About sixty women attended the conference, fourteen of us presenters. All of the presenters aside from myself were from Scandinavia, central and eastern Europe, regions where hunting traditions and rituals run deep and where—as Tamas Marghescu, the CIC Director General put it in his introductory remarks—lady hunters have long, and unfortunately, been “looked at with a little bit of suspicion.” Sounds kind of familiar to American ears, that. However, when—after remarking that women are the “biggest growth sector” in hunting worldwide and that we may quite literally be the future of hunting—Tamas went on to say he was eagerly “looking forward to crispy innovations, to open the window wide for new, strong crisp wind and energy” in the hunting world . . .well, mild jet-lag be damned, I started feeling pretty downright crispy myself. And the ensuing days of formal and informal presentations and interactions with a surprisingly diverse group of outdoorswomen ranging in age from their twenties to their seventies, and in profession from academics and attorneys to museum curators and wildlife professionals, turned out to be a breath of fresh air indeed.

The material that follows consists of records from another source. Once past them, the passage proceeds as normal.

use serde::{Deserialize, Serialize};
use serde_json::{Map, Value};
use std::collections::BTreeMap;

/// Collection responses wrap their items in `{"list": [...]}`.
#[derive(Debug, Deserialize)]
pub(crate) struct ListEnvelope<R> {
    #[serde(default = "Vec::new")]
    pub list: Vec<R>,
}

#[derive(Debug, Clone, Default, PartialEq, Serialize, Deserialize)]
pub struct ResourceGroup {
    #[serde(default)]
    pub id: String,
    #[serde(default)]
    pub name: String,
    #[serde(default)]
    pub description: String,
    #[serde(flatten)]
    pub extra: Map<String, Value>,
}

fn default_cert_type() -> String {
    "CERT_TYPE_ED25519".to_string()
}

fn yes() -> bool {
    true
}

#[derive(Debug, Clone, PartialEq, Serialize, Deserialize)]
pub struct Project {
    #[serde(default)]
    pub id: String,
    #[serde(default)]
    pub name: String,
    #[serde(default)]
    pub resource_group_id: String,
    #[serde(default = "default_cert_type")]
    pub ssh_certificate_type: String,
    #[serde(default = "yes")]
    pub account_discovery: bool,
    #[serde(default = "yes")]
    pub create_server_users: bool,
    #[serde(default)]
    pub forward_traffic: bool,
    #[serde(flatten)]
    pub extra: Map<String, Value>,
}

#[derive(Debug, Clone, Default, PartialEq, Serialize, Deserialize)]
pub struct PamGroup {
    #[serde(default)]
    pub id: String,
    #[serde(default)]
    pub name: String,
    #[serde(flatten)]
    pub extra: Map<String, Value>,
}

#[derive(Debug, Clone, Default, PartialEq, Serialize, Deserialize)]
pub struct GatewaySetupToken {
    #[serde(default)]
    pub id: String,
    #[serde(default)]
    pub description: Option<String>,
    #[serde(default)]
    pub labels: BTreeMap<String, String>,
    #[serde(flatten)]
    pub extra: Map<String, Value>,
}

#[derive(Debug, Clone, Default, PartialEq, Serialize, Deserialize)]
pub struct SecretFolder {
    #[serde(default)]
    pub id: String,
    #[serde(default)]
    pub name: String,
    #[serde(default)]
    pub description: String,
    #[serde(flatten)]
    pub extra: Map<String, Value>,
}

#[derive(Debug, Clone, Default, PartialEq, Serialize, Deserialize)]
pub struct SecurityPolicy {
    #[serde(default)]
    pub id: String,
    #[serde(default)]
    pub name: String,
    #[serde(flatten)]
    pub extra: Map<String, Value>,
}
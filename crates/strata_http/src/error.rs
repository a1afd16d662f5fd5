use reqwest::StatusCode;
use thiserror::Error;

#[derive(Error, Debug)]
pub enum HttpError {
    #[error("Network error: {0}")]
    Network(#[from] reqwest::Error),

    #[error("Server returned error {0}: {1}")]
    ServerError(StatusCode, String),

    #[error("Failed to decode response: {0}")]
    Decode(#[from] serde_json::Error),

    #[error("Invalid request: {0}")]
    InvalidRequest(String),

    #[error("Authentication failed: {0}")]
    Auth(String),
}

impl HttpError {
    pub fn status(&self) -> Option<StatusCode> {
        match self {
            HttpError::ServerError(status, _) => Some(*status),
            HttpError::Network(e) => e.status(),
            _ => None,
        }
    }

    pub fn is_not_found(&self) -> bool {
        self.status() == Some(StatusCode::NOT_FOUND)
    }
}

pub type Result<T> = std::result::Result<T, HttpError>;
use std::path::PathBuf;
use strata_core::error::ProvisioningError;
use thiserror::Error;

#[derive(Error, Debug)]
pub enum TerraformError {
    #[error(transparent)]
    Provisioning(#[from] ProvisioningError),

    #[error("IO error on {path}: {source}")]
    Io {
        path: PathBuf,
        #[source]
        source: std::io::Error,
    },

    #[error("Invalid pattern: {0}")]
    Pattern(#[from] regex::Error),

    #[error("Failed to walk {0}")]
    Walk(#[from] walkdir::Error),
}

This was my first on-the-ground exposure to European hunting culture. And what is immediately striking is the depth to which hunting is a culture in and of itself there. As Marghescu put it, “Hunting is not a hobby, it is a lifestyle.” While many hunters on this side of the Atlantic might readily agree with that assertion, I think most Americans (the ones I’ve spoken with over the years, anyway) fail to grasp the essential role played by European customs that we often tend to write off as quaint “remnants” of an earlier time: the ritual of the hunting horn, the bit of grass or forage placed in the mouth of the freshly slain animal, the extensive artistic and crafts traditions relating to the hunt, the sartorial tradition of hunting clothing not simply for the field but for business and dressy occasions. Indeed, in the latter regard, this was the most fashionably turned-out hunting conference I’ve ever attended. Here is a group photo from the evening of the gala dinner, showing several women in traditional hunting formal wear (that’s yours truly in a standard American little black dress kneeling farthest to the left):
And by evening’s end, what were all these stylish women talking about? Guns and shooting. Calibers and loads, preferred rifle makes and models, favorite prey animals and the best methods and places to hunt them and ways to cook them, and other such ladylike topics!

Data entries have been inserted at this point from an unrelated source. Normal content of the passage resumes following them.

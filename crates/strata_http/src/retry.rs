use crate::transport::ApiResponse;

use reqwest::StatusCode;
use std::time::{Duration, SystemTime, UNIX_EPOCH};

pub const RATE_LIMIT_RESET: &str = "X-Rate-Limit-Reset";
pub const RATE_LIMIT_REMAINING: &str = "X-Rate-Limit-Remaining";

/// Source of wall-clock time and sleeps, swapped out in tests.
pub trait Clock: Send + Sync + 'static + Clone {
    /// Seconds since the unix epoch.
    fn now_epoch(&self) -> u64;

    fn sleep(&self, duration: Duration) -> impl Future<Output = ()> + Send;
}

#[derive(Debug, Clone, Copy, Default)]
pub struct TokioClock;

impl Clock for TokioClock {
    fn now_epoch(&self) -> u64 {
        SystemTime::now()
            .duration_since(UNIX_EPOCH)
            .map(|d| d.as_secs())
            .unwrap_or_default()
    }

    async fn sleep(&self, duration: Duration) {
        tokio::time::sleep(duration).await;
    }
}

/// Rate-limit handling shared by every vendor client.
#[derive(Debug, Clone, PartialEq, Eq)]
pub struct RetryPolicy {
    /// Total attempts including the first one.
    pub max_attempts: u32,
    /// Added on top of the advertised reset time.
    pub reset_margin: Duration,
    /// Assumed reset window when the server sends none.
    pub fallback_reset: Duration,
    /// Below this many remaining calls every response is followed by a short pause.
    pub low_watermark: u64,
    pub preemptive_pause: Duration,
}

impl Default for RetryPolicy {
    fn default() -> Self {
        Self {
            max_attempts: 3,
            reset_margin: Duration::from_secs(1),
            fallback_reset: Duration::from_secs(60),
            low_watermark: 10,
            preemptive_pause: Duration::from_millis(500),
        }
    }
}

impl RetryPolicy {
    pub fn is_rate_limited(response: &ApiResponse) -> bool {
        response.status == StatusCode::TOO_MANY_REQUESTS
    }

    /// Time to wait after a 429, never negative.
    pub fn wait_for(&self, response: &ApiResponse, now_epoch: u64) -> Duration {
        let reset = response
            .header_u64(RATE_LIMIT_RESET)
            .unwrap_or_else(|| now_epoch + self.fallback_reset.as_secs());
        let resume_at = Duration::from_secs(reset) + self.reset_margin;
        resume_at.saturating_sub(Duration::from_secs(now_epoch))
    }

    /// Pause to apply after a non-429 response, if the remaining budget is low.
    pub fn preemptive_wait(&self, response: &ApiResponse) -> Option<Duration> {
        response
            .header_u64(RATE_LIMIT_REMAINING)
            .filter(|remaining| *remaining < self.low_watermark)
            .map(|_| self.preemptive_pause)
    }
}

#[cfg(test)]
mod tests {
    use super::*;

    fn limited(reset: Option<u64>) -> ApiResponse {
        let response = ApiResponse::new(StatusCode::TOO_MANY_REQUESTS);
        match reset {
            Some(reset) => response.with_header(RATE_LIMIT_RESET, reset.to_string()),
            None => response,
        }
    }

    #[test]
    fn waits_until_reset_plus_margin() {
        let policy = RetryPolicy::default();
        assert_eq!(
            policy.wait_for(&limited(Some(1_002)), 1_000),
            Duration::from_secs(3)
        );
    }

    #[test]
    fn reset_in_the_past_means_no_wait() {
        let policy = RetryPolicy::default();
        assert_eq!(policy.wait_for(&limited(Some(900)), 1_000), Duration::ZERO);
    }

    #[test]
    fn missing_reset_falls_back_to_a_minute() {
        let policy = RetryPolicy::default();
        assert_eq!(policy.wait_for(&limited(None), 1_000), Duration::from_secs(61));
    }

    #[test]
    fn low_remaining_budget_triggers_pause() {
        let policy = RetryPolicy::default();
        let low = ApiResponse::new(StatusCode::OK).with_header(RATE_LIMIT_REMAINING, "9");
        let fine = ApiResponse::new(StatusCode::OK).with_header(RATE_LIMIT_REMAINING, "10");
        assert_eq!(policy.preemptive_wait(&low), Some(Duration::from_millis(500)));
        assert_eq!(policy.preemptive_wait(&fine), None);
        assert_eq!(policy.preemptive_wait(&ApiResponse::new(StatusCode::OK)), None);
    }
}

There was another theme of conversation that grabbed me, that evening and throughout the three days we shared as a group: the idea that good hunting has a religious dimension. Now, this is a familiar idea to anyone who knows Yale sociologist Stephen Kellert’s groundbreaking work on hunter “types,” not to mention the work of writers like Richard Nelson, Gary Snyder, Ted Kerasote, Barry Lopez and others who have homed in on the idea that some kind of spirituality lies at the heart of hunting.  But, and not surprisingly given our own cultural history, there is invariably something deeply—dare I say ruggedly?—individualistic about American approaches to what Kellert developed in his “nature hunter” model.  By contrast, virtually every statement I heard about hunting from the women in Europe had a distinctly communitarian ring to it: hunting is not only a lifestyle, it is a communal way of life that people share intimately with one another, and that must be passed from one generation to the next. And it was generally agreed among the conference participants that more than ever before this matter of cultural transmission is women’s work. It is time, as Tibor Lebocky, head of the Slovak Hunter’s Chamber phrased it, to “build a new history for hunting in the future.” And this is what Artemis, the international women’s hunting club, hopes to be all about.

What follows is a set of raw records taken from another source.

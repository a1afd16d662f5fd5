use crate::error::BackupError;

use chrono::{DateTime, SubsecRound, Utc};
use sha2::{Digest, Sha256};
use std::path::{Path, PathBuf};
use strata_core::prelude::*;
use strata_fs::{atomic_write, sha256_file, write_manifest};
use tracing::{info, instrument};

pub const STATE_FILE_NAME: &str = "terraform.tfstate";

/// What to record in a state-based manifest besides the state itself.
#[derive(Debug, Clone, PartialEq, Eq)]
pub struct BackupRequest {
    pub environment: String,
    pub org_name: String,
    pub output_dir: PathBuf,
    pub schedule: Schedule,
    pub created_by: String,
    pub created_at: Option<DateTime<Utc>>,
}

impl BackupRequest {
    pub fn new(
        environment: impl Into<String>,
        org_name: impl Into<String>,
        output_dir: impl Into<PathBuf>,
    ) -> Self {
        Self {
            environment: environment.into(),
            org_name: org_name.into(),
            output_dir: output_dir.into(),
            schedule: Schedule::Manual,
            created_by: actor_identity(),
            created_at: None,
        }
    }

    pub fn schedule(mut self, schedule: Schedule) -> Self {
        self.schedule = schedule;
        self
    }

    pub fn created_by(mut self, actor: impl Into<String>) -> Self {
        self.created_by = actor.into();
        self
    }

    pub fn created_at(mut self, at: DateTime<Utc>) -> Self {
        self.created_at = Some(at);
        self
    }

    pub fn manifest_path(&self) -> PathBuf {
        self.output_dir.join(MANIFEST_FILE_NAME)
    }

    fn state_path(&self) -> PathBuf {
        self.output_dir.join(STATE_FILE_NAME)
    }

    /// Builds and atomically writes the manifest for `state`.
    async fn finish(&self, state: CapturedState) -> Result<BackupOutcome, BackupError> {
        let created_at = self
            .created_at
            .unwrap_or_else(|| Utc::now().trunc_subsecs(0));
        let manifest = SnapshotManifest::state_based(
            &self.environment,
            &self.org_name,
            &self.created_by,
            self.schedule,
            state,
            created_at,
        );
        let manifest_path = self.manifest_path();
        write_manifest(&manifest, &manifest_path).await?;
        info!(path = %manifest_path.display(), "Manifest created");

        Ok(BackupOutcome {
            manifest,
            manifest_path,
        })
    }
}

#[derive(Debug, Clone)]
pub struct BackupOutcome {
    pub manifest: SnapshotManifest,
    pub manifest_path: PathBuf,
}

/// Captures the current version of a remotely stored state object.
#[derive(Clone)]
pub struct StateBackup<S: StateStore> {
    store: S,
    key: String,
}

impl<S: StateStore> StateBackup<S> {
    pub fn new(store: S, key: impl Into<String>) -> Self {
        Self {
            store,
            key: key.into(),
        }
    }

    /// Metadata-only read of the current version.
    #[instrument(skip(self), fields(bucket = %self.store.bucket(), key = %self.key))]
    pub async fn capture(&self) -> Result<RemoteState, BackupError> {
        let head = self.store.head(&self.key).await?;
        Ok(RemoteState {
            bucket: self.store.bucket().to_string(),
            key: self.key.clone(),
            region: self.store.region().to_string(),
            version_id: head.version_id,
            etag: head.etag.map(|e| e.trim_matches('"').to_string()),
            last_modified: head.last_modified,
            content_length: head.size,
            backup_path: None,
            backup_sha256: None,
        })
    }

    /// Records the current version and, with `download`, a copy of the
    /// content at exactly that version plus its hash.
    pub async fn backup(&self, request: &BackupRequest, download: bool) -> Result<BackupOutcome, BackupError> {
        let mut state = self.capture().await?;

        if download {
            let data = self
                .store
                .get_version(&self.key, state.version_id.as_deref())
                .await?;
            let path = request.state_path();
            state.backup_sha256 = Some(hex::encode(Sha256::digest(&data)));
            atomic_write(&path, data)
                .await
                .map_err(|e| BackupError::io(&path, e))?;
            info!(path = %path.display(), "State downloaded");
            state.backup_path = Some(path.display().to_string());
        }

        request.finish(CapturedState::S3(state)).await
    }
}

/// Copies a local state file next to the manifest. The copy cannot be
/// restored by version, only compared.
pub async fn backup_local(request: &BackupRequest, state_path: &Path) -> Result<BackupOutcome, BackupError> {
    if !tokio::fs::try_exists(state_path).await.unwrap_or(false) {
        return Err(BackupError::LocalStateNotFound(state_path.to_path_buf()));
    }

    let backup_path = request.state_path();
    tokio::fs::create_dir_all(&request.output_dir)
        .await
        .map_err(|e| BackupError::io(&request.output_dir, e))?;
    tokio::fs::copy(state_path, &backup_path)
        .await
        .map_err(|e| BackupError::io(&backup_path, e))?;

    let (sha256, size_bytes) = sha256_file(&backup_path)
        .await
        .map_err(|e| BackupError::io(&backup_path, e))?;
    let modified = tokio::fs::metadata(&backup_path)
        .await
        .and_then(|m| m.modified())
        .map(|t| DateTime::<Utc>::from(t).trunc_subsecs(0))
        .map_err(|e| BackupError::io(&backup_path, e))?;

    request
        .finish(CapturedState::Local(LocalState {
            original_path: state_path.display().to_string(),
            backup_path: backup_path.display().to_string(),
            sha256,
            size_bytes,
            modified,
        }))
        .await
}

I was especially impressed by the way this communal emphasis played out in the various presentations on what women’s hunting clubs—and such clubs are far more common on the national and local levels in Europe than in the US—embrace as their primary activities and goals. Again and again, women from Norway and Denmark , Latvia and Russia, Italy and the Czech Republic and Hungary and Slovakia and Austria sounded common goals and described projects dedicated to achieving them. The goals had to do primarily with educating the non-hunting public about nature, wildlife conservation and sustainability: objectives that certainly rang true to my American ears.
But it was the array, and consistency across national boundaries, of methods for achieving these goals that struck me as refreshingly constructive and broadly forward-thinking.  While there were regional variations, every presenter stressed the following:
·         First and foremost, working with children. Several clubs already operate summer camps, for children ranging from kindergarten to their teens. There was consensus that these camps should be international in their make-up, to ensure cross-cultural communication as well as to instill awareness of and active participation in nature through numerous hands-on activities ranging from dog handling and photography to fishing, sport shooting and falconry.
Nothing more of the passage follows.